PROMPT:
Each line below either holds the string "const" or doesn't. Count those that do and give only the number.

──────────────────────────────

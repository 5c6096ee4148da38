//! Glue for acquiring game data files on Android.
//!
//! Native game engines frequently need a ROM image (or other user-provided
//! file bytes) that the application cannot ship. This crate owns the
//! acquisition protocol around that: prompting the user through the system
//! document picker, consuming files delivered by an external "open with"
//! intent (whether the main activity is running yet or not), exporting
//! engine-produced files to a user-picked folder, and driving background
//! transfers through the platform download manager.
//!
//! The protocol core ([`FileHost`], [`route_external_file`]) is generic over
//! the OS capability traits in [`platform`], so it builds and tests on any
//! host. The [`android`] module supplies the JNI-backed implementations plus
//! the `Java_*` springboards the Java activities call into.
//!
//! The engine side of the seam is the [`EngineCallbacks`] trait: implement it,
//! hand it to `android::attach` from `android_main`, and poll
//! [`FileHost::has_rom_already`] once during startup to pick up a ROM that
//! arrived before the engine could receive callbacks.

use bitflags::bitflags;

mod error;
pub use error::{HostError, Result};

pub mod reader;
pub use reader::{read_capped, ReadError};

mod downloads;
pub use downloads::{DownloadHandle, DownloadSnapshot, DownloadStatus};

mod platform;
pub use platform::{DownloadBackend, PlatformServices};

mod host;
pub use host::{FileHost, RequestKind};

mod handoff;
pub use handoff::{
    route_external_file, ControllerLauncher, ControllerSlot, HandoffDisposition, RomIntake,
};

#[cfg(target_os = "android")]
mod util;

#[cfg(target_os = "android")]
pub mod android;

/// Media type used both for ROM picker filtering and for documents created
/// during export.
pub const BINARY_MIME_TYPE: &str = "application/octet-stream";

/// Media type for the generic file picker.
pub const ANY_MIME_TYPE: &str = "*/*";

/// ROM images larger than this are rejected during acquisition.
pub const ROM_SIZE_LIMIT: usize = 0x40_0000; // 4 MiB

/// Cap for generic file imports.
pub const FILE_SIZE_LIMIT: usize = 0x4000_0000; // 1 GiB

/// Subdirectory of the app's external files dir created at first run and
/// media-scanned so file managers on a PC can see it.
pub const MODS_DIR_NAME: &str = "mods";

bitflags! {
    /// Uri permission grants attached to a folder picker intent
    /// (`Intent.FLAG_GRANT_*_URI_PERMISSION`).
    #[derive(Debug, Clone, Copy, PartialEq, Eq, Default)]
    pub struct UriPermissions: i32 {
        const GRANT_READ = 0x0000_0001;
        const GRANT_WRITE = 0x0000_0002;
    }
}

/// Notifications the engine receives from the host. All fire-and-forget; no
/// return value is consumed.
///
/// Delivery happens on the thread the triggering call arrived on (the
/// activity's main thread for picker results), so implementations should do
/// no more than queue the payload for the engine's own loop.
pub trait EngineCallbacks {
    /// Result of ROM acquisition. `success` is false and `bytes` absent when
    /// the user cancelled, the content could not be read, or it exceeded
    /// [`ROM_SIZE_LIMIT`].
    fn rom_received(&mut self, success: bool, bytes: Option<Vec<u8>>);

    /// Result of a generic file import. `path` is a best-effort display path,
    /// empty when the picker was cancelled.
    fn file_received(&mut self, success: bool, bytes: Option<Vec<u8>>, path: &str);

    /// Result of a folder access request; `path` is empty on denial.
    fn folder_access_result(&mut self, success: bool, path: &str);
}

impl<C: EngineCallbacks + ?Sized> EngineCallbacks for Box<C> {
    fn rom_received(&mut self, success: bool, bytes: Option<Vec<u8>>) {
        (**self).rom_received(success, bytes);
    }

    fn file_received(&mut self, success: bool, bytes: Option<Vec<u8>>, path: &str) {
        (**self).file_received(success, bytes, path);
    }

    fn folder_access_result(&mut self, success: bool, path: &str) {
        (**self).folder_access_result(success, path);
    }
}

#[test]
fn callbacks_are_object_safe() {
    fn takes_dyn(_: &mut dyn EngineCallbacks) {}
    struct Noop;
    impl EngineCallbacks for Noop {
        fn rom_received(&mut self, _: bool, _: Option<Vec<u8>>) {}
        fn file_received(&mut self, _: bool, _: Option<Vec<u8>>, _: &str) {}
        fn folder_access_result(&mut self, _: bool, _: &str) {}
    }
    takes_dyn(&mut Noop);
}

──────────────────────────────

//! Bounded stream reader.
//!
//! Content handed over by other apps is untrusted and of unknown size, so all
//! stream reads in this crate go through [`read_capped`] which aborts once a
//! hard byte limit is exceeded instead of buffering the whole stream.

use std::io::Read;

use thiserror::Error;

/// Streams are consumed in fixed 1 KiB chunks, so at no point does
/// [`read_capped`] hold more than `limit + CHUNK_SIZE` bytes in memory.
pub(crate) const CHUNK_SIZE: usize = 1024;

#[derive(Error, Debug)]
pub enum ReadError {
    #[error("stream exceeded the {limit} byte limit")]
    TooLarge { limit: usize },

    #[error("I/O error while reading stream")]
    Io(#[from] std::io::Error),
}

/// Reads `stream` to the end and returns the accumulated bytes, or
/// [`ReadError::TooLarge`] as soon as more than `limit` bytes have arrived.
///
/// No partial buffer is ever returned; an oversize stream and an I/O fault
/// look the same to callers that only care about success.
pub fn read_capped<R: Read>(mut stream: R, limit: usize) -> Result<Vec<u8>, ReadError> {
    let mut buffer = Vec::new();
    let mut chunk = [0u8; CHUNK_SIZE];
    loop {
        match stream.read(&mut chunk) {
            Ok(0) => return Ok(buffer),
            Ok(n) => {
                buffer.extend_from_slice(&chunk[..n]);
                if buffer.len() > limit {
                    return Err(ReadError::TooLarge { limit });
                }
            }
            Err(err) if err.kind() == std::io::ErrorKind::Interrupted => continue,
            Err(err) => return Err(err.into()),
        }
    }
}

──────────────────────────────

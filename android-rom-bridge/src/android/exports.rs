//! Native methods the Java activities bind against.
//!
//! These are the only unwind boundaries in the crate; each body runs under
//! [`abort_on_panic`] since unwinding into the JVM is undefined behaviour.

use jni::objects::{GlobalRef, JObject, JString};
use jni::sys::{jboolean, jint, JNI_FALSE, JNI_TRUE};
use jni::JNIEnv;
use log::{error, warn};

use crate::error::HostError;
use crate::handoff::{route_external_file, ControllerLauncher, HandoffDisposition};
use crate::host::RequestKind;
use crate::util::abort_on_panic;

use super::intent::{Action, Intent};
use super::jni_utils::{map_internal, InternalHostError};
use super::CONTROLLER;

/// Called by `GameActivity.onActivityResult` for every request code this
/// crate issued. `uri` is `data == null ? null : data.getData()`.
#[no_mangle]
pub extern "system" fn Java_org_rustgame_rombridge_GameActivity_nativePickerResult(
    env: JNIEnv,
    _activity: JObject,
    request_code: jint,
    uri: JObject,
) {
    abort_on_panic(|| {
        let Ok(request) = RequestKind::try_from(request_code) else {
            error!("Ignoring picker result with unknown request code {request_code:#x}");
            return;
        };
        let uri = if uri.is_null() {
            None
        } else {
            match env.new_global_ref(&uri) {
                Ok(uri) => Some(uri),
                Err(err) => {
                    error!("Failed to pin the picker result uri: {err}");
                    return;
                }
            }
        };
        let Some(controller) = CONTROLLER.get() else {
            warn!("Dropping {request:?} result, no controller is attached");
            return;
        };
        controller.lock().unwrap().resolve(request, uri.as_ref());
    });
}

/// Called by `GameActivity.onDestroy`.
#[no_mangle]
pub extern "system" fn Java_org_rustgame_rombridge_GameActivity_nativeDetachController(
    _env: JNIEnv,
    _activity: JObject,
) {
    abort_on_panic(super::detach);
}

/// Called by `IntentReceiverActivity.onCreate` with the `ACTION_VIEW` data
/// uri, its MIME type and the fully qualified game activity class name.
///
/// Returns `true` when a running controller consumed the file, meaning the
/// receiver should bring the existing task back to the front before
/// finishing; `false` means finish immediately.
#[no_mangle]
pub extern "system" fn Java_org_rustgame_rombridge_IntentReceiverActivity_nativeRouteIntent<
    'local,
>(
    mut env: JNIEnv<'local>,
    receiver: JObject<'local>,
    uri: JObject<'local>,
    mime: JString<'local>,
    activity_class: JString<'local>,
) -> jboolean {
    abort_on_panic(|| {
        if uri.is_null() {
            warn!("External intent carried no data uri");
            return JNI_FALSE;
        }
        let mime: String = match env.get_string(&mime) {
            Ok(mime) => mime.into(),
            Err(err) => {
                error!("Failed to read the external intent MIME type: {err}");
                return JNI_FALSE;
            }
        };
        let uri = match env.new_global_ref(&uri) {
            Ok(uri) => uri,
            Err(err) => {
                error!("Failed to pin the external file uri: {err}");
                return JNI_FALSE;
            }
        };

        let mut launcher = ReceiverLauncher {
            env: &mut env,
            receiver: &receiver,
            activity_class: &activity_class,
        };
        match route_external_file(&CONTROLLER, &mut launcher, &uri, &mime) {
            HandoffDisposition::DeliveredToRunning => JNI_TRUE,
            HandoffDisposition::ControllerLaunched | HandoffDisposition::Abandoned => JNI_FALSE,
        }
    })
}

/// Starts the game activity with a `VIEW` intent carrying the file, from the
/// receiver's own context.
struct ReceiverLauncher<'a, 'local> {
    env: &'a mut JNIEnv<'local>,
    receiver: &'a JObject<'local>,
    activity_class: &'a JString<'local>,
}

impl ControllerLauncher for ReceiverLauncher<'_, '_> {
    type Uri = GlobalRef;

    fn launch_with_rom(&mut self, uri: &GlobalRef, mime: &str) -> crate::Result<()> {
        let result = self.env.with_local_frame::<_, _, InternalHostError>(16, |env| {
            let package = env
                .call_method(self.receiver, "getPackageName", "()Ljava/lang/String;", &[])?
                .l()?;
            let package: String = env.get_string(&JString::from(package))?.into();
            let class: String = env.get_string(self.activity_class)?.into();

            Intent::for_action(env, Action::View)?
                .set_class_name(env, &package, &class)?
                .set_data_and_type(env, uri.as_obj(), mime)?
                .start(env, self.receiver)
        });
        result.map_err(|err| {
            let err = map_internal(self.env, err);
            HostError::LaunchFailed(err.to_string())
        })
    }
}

──────────────────────────────

RESPONSE AREA:
8